DATA EXCERPTS |
/// Account endpoints: registration, login, logout, current account.
use crate::db::user_repo;
use crate::error::{AppError, Result};
use crate::middleware::CurrentUser;
use crate::services::auth;
use actix_web::{web, HttpResponse};
use serde::Deserialize;
use sqlx::PgPool;
use validator::Validate;

#[derive(Debug, Deserialize, Validate)]
pub struct RegisterRequest {
    #[validate(length(min = 1, max = 150))]
    pub username: String,
    #[validate(email)]
    pub email: String,
    #[validate(length(min = 5))]
    pub password: String,
}

#[derive(Debug, Deserialize)]
pub struct LoginRequest {
    pub username: String,
    pub password: String,
}

#[derive(Debug, Deserialize, Validate)]
pub struct UpdateUserRequest {
    #[validate(length(min = 1, max = 150))]
    pub username: Option<String>,
    #[validate(email)]
    pub email: Option<String>,
    #[validate(length(min = 5))]
    pub password: Option<String>,
}

pub async fn register(
    pool: web::Data<PgPool>,
    req: web::Json<RegisterRequest>,
) -> Result<HttpResponse> {
    req.validate()?;

    let user = auth::register(&pool, &req.username, &req.email, &req.password).await?;

    tracing::info!(user_id = %user.id, "User registered");
    Ok(HttpResponse::Created().json(user))
}

pub async fn login(pool: web::Data<PgPool>, req: web::Json<LoginRequest>) -> Result<HttpResponse> {
    let token = auth::login(&pool, &req.username, &req.password).await?;

    Ok(HttpResponse::Ok().json(serde_json::json!({ "token": token })))
}

pub async fn logout(pool: web::Data<PgPool>, current: CurrentUser) -> Result<HttpResponse> {
    auth::logout(&pool, &current.token_hash).await?;

    Ok(HttpResponse::Ok().json(serde_json::json!({
        "message": "You have been logout successfully"
    })))
}

pub async fn me(current: CurrentUser) -> Result<HttpResponse> {
    Ok(HttpResponse::Ok().json(current.user))
}

pub async fn update_me(
    pool: web::Data<PgPool>,
    current: CurrentUser,
    req: web::Json<UpdateUserRequest>,
) -> Result<HttpResponse> {
    req.validate()?;

    if let Some(username) = req.username.as_deref() {
        if username != current.user.username && user_repo::username_taken(&pool, username).await? {
            return Err(AppError::Conflict("Username already taken.".to_string()));
        }
    }
    if let Some(email) = req.email.as_deref() {
        if email != current.user.email && user_repo::email_taken(&pool, email).await? {
            return Err(AppError::Conflict("Email already registered.".to_string()));
        }
    }

    let password_hash = match req.password.as_deref() {
        Some(password) => Some(auth::hash_password(password)?),
        None => None,
    };

    let user = user_repo::update_user(
        &pool,
        current.user.id,
        req.username.as_deref(),
        req.email.as_deref(),
        password_hash.as_deref(),
    )
    .await?;

    Ok(HttpResponse::Ok().json(user))
}

pub fn configure(cfg: &mut web::ServiceConfig) {
    cfg.route("/users/register", web::post().to(register))
        .route("/users/login", web::post().to(login))
        .route("/users/logout", web::post().to(logout))
        .route("/users/me", web::get().to(me))
        .route("/users/me", web::patch().to(update_me));
}
use crate::models::ScheduledPost;
use chrono::{DateTime, Utc};
use sqlx::PgPool;
use uuid::Uuid;

pub async fn create(
    pool: &PgPool,
    owner_id: Uuid,
    title: &str,
    body: &str,
    publish_at: DateTime<Utc>,
) -> Result<ScheduledPost, sqlx::Error> {
    let scheduled = sqlx::query_as::<_, ScheduledPost>(
        r#"
        INSERT INTO scheduled_posts (id, owner_id, title, body, publish_at)
        VALUES ($1, $2, $3, $4, $5)
        RETURNING id, owner_id, title, body, publish_at, created_at
        "#,
    )
    .bind(Uuid::new_v4())
    .bind(owner_id)
    .bind(title)
    .bind(body)
    .bind(publish_at)
    .fetch_one(pool)
    .await?;

    Ok(scheduled)
}

/// Queue entries due for publication, oldest first.
pub async fn list_due(
    pool: &PgPool,
    now: DateTime<Utc>,
    limit: i64,
) -> Result<Vec<ScheduledPost>, sqlx::Error> {
    let due = sqlx::query_as::<_, ScheduledPost>(
        r#"
        SELECT id, owner_id, title, body, publish_at, created_at
        FROM scheduled_posts
        WHERE publish_at <= $1
        ORDER BY publish_at ASC
        LIMIT $2
        "#,
    )
    .bind(now)
    .bind(limit)
    .fetch_all(pool)
    .await?;

    Ok(due)
}

pub async fn delete(pool: &PgPool, id: Uuid) -> Result<bool, sqlx::Error> {
    let affected = sqlx::query(
        r#"
        DELETE FROM scheduled_posts
        WHERE id = $1
        "#,
    )
    .bind(id)
    .execute(pool)
    .await?
    .rows_affected();

    Ok(affected > 0)
}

THE PROBLEM |
Reproduce the entries above in full, so that each one reads exactly as before.

SOLUTION TO THE PROBLEM |
/// Account endpoints: registration, login, logout, current account.
use crate::db::user_repo;
use crate::error::{AppError, Result};
use crate::middleware::CurrentUser;
use crate::services::auth;
use actix_web::{web, HttpResponse};
use serde::Deserialize;
use sqlx::PgPool;
use validator::Validate;

#[derive(Debug, Deserialize, Validate)]
pub struct RegisterRequest {
    #[validate(length(min = 1, max = 150))]
    pub username: String,
    #[validate(email)]
    pub email: String,
    #[validate(length(min = 5))]
    pub password: String,
}

#[derive(Debug, Deserialize)]
pub struct LoginRequest {
    pub username: String,
    pub password: String,
}

#[derive(Debug, Deserialize, Validate)]
pub struct UpdateUserRequest {
    #[validate(length(min = 1, max = 150))]
    pub username: Option<String>,
    #[validate(email)]
    pub email: Option<String>,
    #[validate(length(min = 5))]
    pub password: Option<String>,
}

pub async fn register(
    pool: web::Data<PgPool>,
    req: web::Json<RegisterRequest>,
) -> Result<HttpResponse> {
    req.validate()?;

    let user = auth::register(&pool, &req.username, &req.email, &req.password).await?;

    tracing::info!(user_id = %user.id, "User registered");
    Ok(HttpResponse::Created().json(user))
}

pub async fn login(pool: web::Data<PgPool>, req: web::Json<LoginRequest>) -> Result<HttpResponse> {
    let token = auth::login(&pool, &req.username, &req.password).await?;

    Ok(HttpResponse::Ok().json(serde_json::json!({ "token": token })))
}

pub async fn logout(pool: web::Data<PgPool>, current: CurrentUser) -> Result<HttpResponse> {
    auth::logout(&pool, &current.token_hash).await?;

    Ok(HttpResponse::Ok().json(serde_json::json!({
        "message": "You have been logout successfully"
    })))
}

pub async fn me(current: CurrentUser) -> Result<HttpResponse> {
    Ok(HttpResponse::Ok().json(current.user))
}

pub async fn update_me(
    pool: web::Data<PgPool>,
    current: CurrentUser,
    req: web::Json<UpdateUserRequest>,
) -> Result<HttpResponse> {
    req.validate()?;

    if let Some(username) = req.username.as_deref() {
        if username != current.user.username && user_repo::username_taken(&pool, username).await? {
            return Err(AppError::Conflict("Username already taken.".to_string()));
        }
    }
    if let Some(email) = req.email.as_deref() {
        if email != current.user.email && user_repo::email_taken(&pool, email).await? {
            return Err(AppError::Conflict("Email already registered.".to_string()));
        }
    }

    let password_hash = match req.password.as_deref() {
        Some(password) => Some(auth::hash_password(password)?),
        None => None,
    };

    let user = user_repo::update_user(
        &pool,
        current.user.id,
        req.username.as_deref(),
        req.email.as_deref(),
        password_hash.as_deref(),
    )
    .await?;

    Ok(HttpResponse::Ok().json(user))
}

pub fn configure(cfg: &mut web::ServiceConfig) {
    cfg.route("/users/register", web::post().to(register))
        .route("/users/login", web::post().to(login))
        .route("/users/logout", web::post().to(logout))
        .route("/users/me", web::get().to(me))
        .route("/users/me", web::patch().to(update_me));
}
use crate::models::ScheduledPost;
use chrono::{DateTime, Utc};
use sqlx::PgPool;
use uuid::Uuid;

pub async fn create(
    pool: &PgPool,
    owner_id: Uuid,
    title: &str,
    body: &str,
    publish_at: DateTime<Utc>,
) -> Result<ScheduledPost, sqlx::Error> {
    let scheduled = sqlx::query_as::<_, ScheduledPost>(
        r#"
        INSERT INTO scheduled_posts (id, owner_id, title, body, publish_at)
        VALUES ($1, $2, $3, $4, $5)
        RETURNING id, owner_id, title, body, publish_at, created_at
        "#,
    )
    .bind(Uuid::new_v4())
    .bind(owner_id)
    .bind(title)
    .bind(body)
    .bind(publish_at)
    .fetch_one(pool)
    .await?;

    Ok(scheduled)
}

/// Queue entries due for publication, oldest first.
pub async fn list_due(
    pool: &PgPool,
    now: DateTime<Utc>,
    limit: i64,
) -> Result<Vec<ScheduledPost>, sqlx::Error> {
    let due = sqlx::query_as::<_, ScheduledPost>(
        r#"
        SELECT id, owner_id, title, body, publish_at, created_at
        FROM scheduled_posts
        WHERE publish_at <= $1
        ORDER BY publish_at ASC
        LIMIT $2
        "#,
    )
    .bind(now)
    .bind(limit)
    .fetch_all(pool)
    .await?;

    Ok(due)
}

pub async fn delete(pool: &PgPool, id: Uuid) -> Result<bool, sqlx::Error> {
    let affected = sqlx::query(
        r#"
        DELETE FROM scheduled_posts
        WHERE id = $1
        "#,
    )
    .bind(id)
    .execute(pool)
    .await?
    .rows_affected();

    Ok(affected > 0)
}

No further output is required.